I have the alleged personal data of 2.5 million customers for sale for $ 500. No confirmation that they are real

To update: the data would be for sale for only $ 500 and although multiple sources have confirmed that it would be real data, we are trying to verify it ourselves. At the moment there is no confirmation from Vodafone

The data of all customers of Ho Mobile, Vodafone’s virtual operator, would be for sale on Darkweb. The news was delivered yesterday after dinner by BankSecurity on Twitter, an absolutely trustworthy site that reports the presence of sensitive material online after careful verification.

The data would have been stolen taking advantage of a vulnerability in the web or application platform, and even if there is no confirmation from Vodafone at the moment, the feeling is that, unfortunately, everything is true. We contacted Bank Security, which has a sample of this data made up of 10 users, and although it did not want to give us that sample for verification because it is sensitive data helped us in some cross checks and the data looks real.

Two clarifications. There are no passwords of any kind and no credit card details.: in the database there are only personal data such as name, surname, address, telephone number, email address and customer code in addition to the data of the SIM in possession including the ICCID, Integrated Circuit Card-Identity.

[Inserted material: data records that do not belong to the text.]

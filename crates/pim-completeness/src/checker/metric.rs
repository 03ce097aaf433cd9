use pim_core::{BackendType, Channel, Locale, ProductValue, ValueData};

use super::{supports_backend, ValueCompleteChecker};

/// Complete when both the amount and the unit are set.
#[derive(Debug, Clone, Copy, Default, PartialEq, Eq)]
pub struct MetricChecker;

impl ValueCompleteChecker for MetricChecker {
    fn supports_value(&self, value: &ProductValue, channel: &Channel, locale: &Locale) -> bool {
        supports_backend(&[BackendType::Metric], value, channel, locale)
    }

    fn is_complete(&self, value: &ProductValue, _channel: &Channel, _locale: &Locale) -> bool {
        match value.data() {
            ValueData::Metric(Some(metric)) => metric.amount.is_some() && !metric.unit.is_empty(),
            _ => false,
        }
    }
}
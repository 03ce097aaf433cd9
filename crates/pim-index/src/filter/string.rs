use pim_core::{Attribute, AttributeType, PropertyError};
use serde_json::Value;

use super::value::{string, string_array};
use super::{
    apply_attribute_filter, emptiness, escape_query_string, query_string, term, terms,
    AttributeFilter, Clause, Filter, FilterOptions,
};
use crate::operator::Operator;
use crate::search::SearchQueryBuilder;

const OPERATORS: &[Operator] = &[
    Operator::StartsWith,
    Operator::EndsWith,
    Operator::Contains,
    Operator::DoesNotContain,
    Operator::Equals,
    Operator::NotEqual,
    Operator::In,
    Operator::IsEmpty,
    Operator::IsNotEmpty,
];

/// Text and textarea attributes.
#[derive(Debug, Default)]
pub struct StringFilter {
    builder: Option<SearchQueryBuilder>,
}

impl StringFilter {
    #[must_use]
    pub fn new() -> Self {
        Self::default()
    }
}

impl Filter for StringFilter {
    fn operators(&self) -> &'static [Operator] {
        OPERATORS
    }

    fn set_query_builder(&mut self, builder: SearchQueryBuilder) {
        self.builder = Some(builder);
    }

    fn take_query_builder(&mut self) -> Option<SearchQueryBuilder> {
        self.builder.take()
    }
}

impl AttributeFilter for StringFilter {
    fn attribute_types(&self) -> &'static [AttributeType] {
        &[AttributeType::Text, AttributeType::Textarea]
    }

    fn add_attribute_filter(
        &mut self,
        attribute: &Attribute,
        operator: Operator,
        value: &Value,
        locale: Option<&str>,
        channel: Option<&str>,
        _options: &FilterOptions,
    ) -> Result<(), PropertyError> {
        apply_attribute_filter(
            &mut self.builder,
            OPERATORS,
            attribute,
            operator,
            locale,
            channel,
            |path| string_clauses(&attribute.code, path, operator, value),
        )
    }
}

/// Clauses of the string operators on `path`; shared with the media and
/// identifier filters.
pub(crate) fn string_clauses(
    property: &str,
    path: &str,
    operator: Operator,
    value: &Value,
) -> Result<Vec<Clause>, PropertyError> {
    if let Some(clause) = emptiness(path, operator) {
        return Ok(vec![clause]);
    }

    let clause = match operator {
        Operator::In => Clause::Filter(terms(path, string_array(property, value)?)),
        Operator::NotIn => Clause::MustNot(terms(path, string_array(property, value)?)),
        _ => {
            let text = string(property, value)?;
            let escaped = escape_query_string(text);
            match operator {
                Operator::Equals => Clause::Filter(term(path, text)),
                Operator::NotEqual => Clause::MustNot(term(path, text)),
                Operator::Contains => Clause::Filter(query_string(path, format!("*{escaped}*"))),
                Operator::DoesNotContain => {
                    Clause::MustNot(query_string(path, format!("*{escaped}*")))
                }
                Operator::StartsWith => Clause::Filter(query_string(path, format!("{escaped}*"))),
                Operator::EndsWith => Clause::Filter(query_string(path, format!("*{escaped}"))),
                other => return Err(PropertyError::operator_not_supported(other.as_str())),
            }
        }
    };
    Ok(vec![clause])
}

#[cfg(test)]
#[path = "string_test.rs"]
mod tests;
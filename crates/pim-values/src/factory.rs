use std::collections::HashMap;
use std::sync::Arc;

use serde_json::Value;

use pim_core::{
    Attribute, AttributeOptionRepository, AttributeType, ProductValue, PropertyError,
    ReferenceDataRepositoryResolver, ValueData,
};

use crate::option::{OptionValueFactory, OptionsValueFactory};
use crate::reference_data::{ReferenceDataCollectionValueFactory, ReferenceDataValueFactory};
use crate::scalar::{BooleanValueFactory, DateValueFactory, NumberValueFactory, TextValueFactory};
use crate::structured::{MediaValueFactory, MetricValueFactory, PriceCollectionValueFactory};

/// Builds product values of one family of attribute types from raw data.
pub trait ValueFactory: Send + Sync {
    /// Attribute types this factory accepts.
    fn supported_types(&self) -> &'static [AttributeType];

    /// # Errors
    ///
    /// Returns [`PropertyError::InvalidPropertyType`] when `data` has the
    /// wrong shape, [`PropertyError::InvalidProperty`] when `channel` /
    /// `locale` contradict the attribute, and the option/reference-data
    /// errors when codes cannot be resolved.
    fn create(
        &self,
        attribute: &Arc<Attribute>,
        channel: Option<&str>,
        locale: Option<&str>,
        data: &Value,
    ) -> Result<ProductValue, PropertyError>;
}

/// Routes value creation to the factory registered for the attribute type.
#[derive(Default)]
pub struct ProductValueFactory {
    factories: HashMap<AttributeType, Arc<dyn ValueFactory>>,
}

impl ProductValueFactory {
    /// An empty router; every type is unregistered until [`register`] is called.
    ///
    /// [`register`]: Self::register
    #[must_use]
    pub fn new() -> Self {
        Self::default()
    }

    /// A router with a factory for every attribute type.
    #[must_use]
    pub fn with_defaults(
        options: Arc<dyn AttributeOptionRepository>,
        reference_data: Arc<dyn ReferenceDataRepositoryResolver>,
    ) -> Self {
        let mut router = Self::new();
        router.register(Arc::new(TextValueFactory));
        router.register(Arc::new(NumberValueFactory));
        router.register(Arc::new(BooleanValueFactory));
        router.register(Arc::new(DateValueFactory));
        router.register(Arc::new(MetricValueFactory));
        router.register(Arc::new(PriceCollectionValueFactory));
        router.register(Arc::new(MediaValueFactory));
        router.register(Arc::new(OptionValueFactory::new(Arc::clone(&options))));
        router.register(Arc::new(OptionsValueFactory::new(options)));
        router.register(Arc::new(ReferenceDataValueFactory::new(Arc::clone(
            &reference_data,
        ))));
        router.register(Arc::new(ReferenceDataCollectionValueFactory::new(
            reference_data,
        )));
        router
    }

    /// Registers `factory` for each of its supported types, replacing any
    /// factory previously registered for them.
    pub fn register(&mut self, factory: Arc<dyn ValueFactory>) {
        for attribute_type in factory.supported_types() {
            self.factories.insert(*attribute_type, Arc::clone(&factory));
        }
    }

    #[must_use]
    pub fn supports(&self, attribute_type: AttributeType) -> bool {
        self.factories.contains_key(&attribute_type)
    }

    /// # Errors
    ///
    /// Returns [`PropertyError::InvalidArgument`] when no factory handles the
    /// attribute type; otherwise whatever the factory returns.
    pub fn create(
        &self,
        attribute: &Arc<Attribute>,
        channel: Option<&str>,
        locale: Option<&str>,
        data: &Value,
    ) -> Result<ProductValue, PropertyError> {
        let factory = self.factories.get(&attribute.attribute_type).ok_or_else(|| {
            PropertyError::InvalidArgument(format!(
                "No factory has been registered to create a product value for the attribute type \"{}\".",
                attribute.attribute_type
            ))
        })?;

        factory.create(attribute, channel, locale, data)
    }
}

/// Wraps `data` into a value, checking the channel/locale invariant.
pub(crate) fn build(
    attribute: &Arc<Attribute>,
    channel: Option<&str>,
    locale: Option<&str>,
    data: ValueData,
) -> Result<ProductValue, PropertyError> {
    ProductValue::new(Arc::clone(attribute), channel, locale, data)
}

/// `null` or a string.
pub(crate) fn optional_string<'a>(
    attribute: &Attribute,
    data: &'a Value,
) -> Result<Option<&'a str>, PropertyError> {
    match data {
        Value::Null => Ok(None),
        Value::String(s) => Ok(Some(s.as_str())),
        other => Err(PropertyError::string_expected(&attribute.code, other)),
    }
}

/// `null`, `[]`, or an array of strings.
pub(crate) fn string_array(attribute: &Attribute, data: &Value) -> Result<Vec<String>, PropertyError> {
    let items = match data {
        Value::Null => return Ok(Vec::new()),
        Value::Array(items) => items,
        other => return Err(PropertyError::array_expected(&attribute.code, other)),
    };

    items
        .iter()
        .map(|item| match item {
            Value::String(code) => Ok(code.clone()),
            other => Err(PropertyError::valid_array_structure_expected(
                &attribute.code,
                format!(
                    "one of the codes is not a string, \"{}\" given",
                    pim_core::json_type_name(other)
                ),
            )),
        })
        .collect()
}

#[cfg(test)]
#[path = "factory_test.rs"]
mod tests;
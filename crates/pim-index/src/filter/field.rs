use pim_core::PropertyError;
use serde_json::Value;

use super::string::string_clauses;
use super::value::string_array;
use super::{apply_field_filter, emptiness, terms, Clause, FieldFilter, Filter, FilterOptions};
use crate::operator::Operator;
use crate::search::SearchQueryBuilder;

const IDENTIFIER_OPERATORS: &[Operator] = &[
    Operator::Equals,
    Operator::NotEqual,
    Operator::StartsWith,
    Operator::Contains,
    Operator::DoesNotContain,
    Operator::In,
    Operator::NotIn,
];

const FAMILY_OPERATORS: &[Operator] = &[
    Operator::In,
    Operator::NotIn,
    Operator::IsEmpty,
    Operator::IsNotEmpty,
];

/// The product identifier, indexed at the top-level `identifier` field.
#[derive(Debug, Default)]
pub struct IdentifierFilter {
    builder: Option<SearchQueryBuilder>,
}

impl IdentifierFilter {
    #[must_use]
    pub fn new() -> Self {
        Self::default()
    }
}

impl Filter for IdentifierFilter {
    fn operators(&self) -> &'static [Operator] {
        IDENTIFIER_OPERATORS
    }

    fn set_query_builder(&mut self, builder: SearchQueryBuilder) {
        self.builder = Some(builder);
    }

    fn take_query_builder(&mut self) -> Option<SearchQueryBuilder> {
        self.builder.take()
    }
}

impl FieldFilter for IdentifierFilter {
    fn fields(&self) -> &'static [&'static str] {
        &["identifier"]
    }

    fn add_field_filter(
        &mut self,
        field: &str,
        operator: Operator,
        value: &Value,
        _locale: Option<&str>,
        _channel: Option<&str>,
        _options: &FilterOptions,
    ) -> Result<(), PropertyError> {
        apply_field_filter(&mut self.builder, IDENTIFIER_OPERATORS, operator, || {
            string_clauses(field, "identifier", operator, value)
        })
    }
}

/// Family codes, indexed at the top-level `family` field.
#[derive(Debug, Default)]
pub struct FamilyFilter {
    builder: Option<SearchQueryBuilder>,
}

impl FamilyFilter {
    #[must_use]
    pub fn new() -> Self {
        Self::default()
    }
}

impl Filter for FamilyFilter {
    fn operators(&self) -> &'static [Operator] {
        FAMILY_OPERATORS
    }

    fn set_query_builder(&mut self, builder: SearchQueryBuilder) {
        self.builder = Some(builder);
    }

    fn take_query_builder(&mut self) -> Option<SearchQueryBuilder> {
        self.builder.take()
    }
}

impl FieldFilter for FamilyFilter {
    fn fields(&self) -> &'static [&'static str] {
        &["family"]
    }

    fn add_field_filter(
        &mut self,
        field: &str,
        operator: Operator,
        value: &Value,
        _locale: Option<&str>,
        _channel: Option<&str>,
        _options: &FilterOptions,
    ) -> Result<(), PropertyError> {
        apply_field_filter(&mut self.builder, FAMILY_OPERATORS, operator, || {
            if let Some(clause) = emptiness("family", operator) {
                return Ok(vec![clause]);
            }

            let codes = string_array(field, value)?;
            match operator {
                Operator::In => Ok(vec![Clause::Filter(terms("family", codes))]),
                Operator::NotIn => Ok(vec![Clause::MustNot(terms("family", codes))]),
                other => Err(PropertyError::operator_not_supported(other.as_str())),
            }
        })
    }
}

The reason why this data is for sale and has value is precisely for the presence of the ICCID, the unique secret code of a SIM that allows the portability of the number, combined with the email address.

Whoever comes into possession of this data could carry the number of a particular person in a new SIM using them to access services that use two-factor authentication. These services often send confirmation codes directly to your personal phone number, and an attacker could use them to change passwords for confidential accounts and then access them. Google or Amazon, for example, allow you to change your password with verification on your smartphone.

Obviously we ask Vodafone for confirmation and we are waiting for a response. Needless to say, such an event would be of unprecedented severity, and the only way to remedy it would be Immediately replace SIM cards for 2.5 million customers by suspending portability until they have been replaced.. We will follow this closely.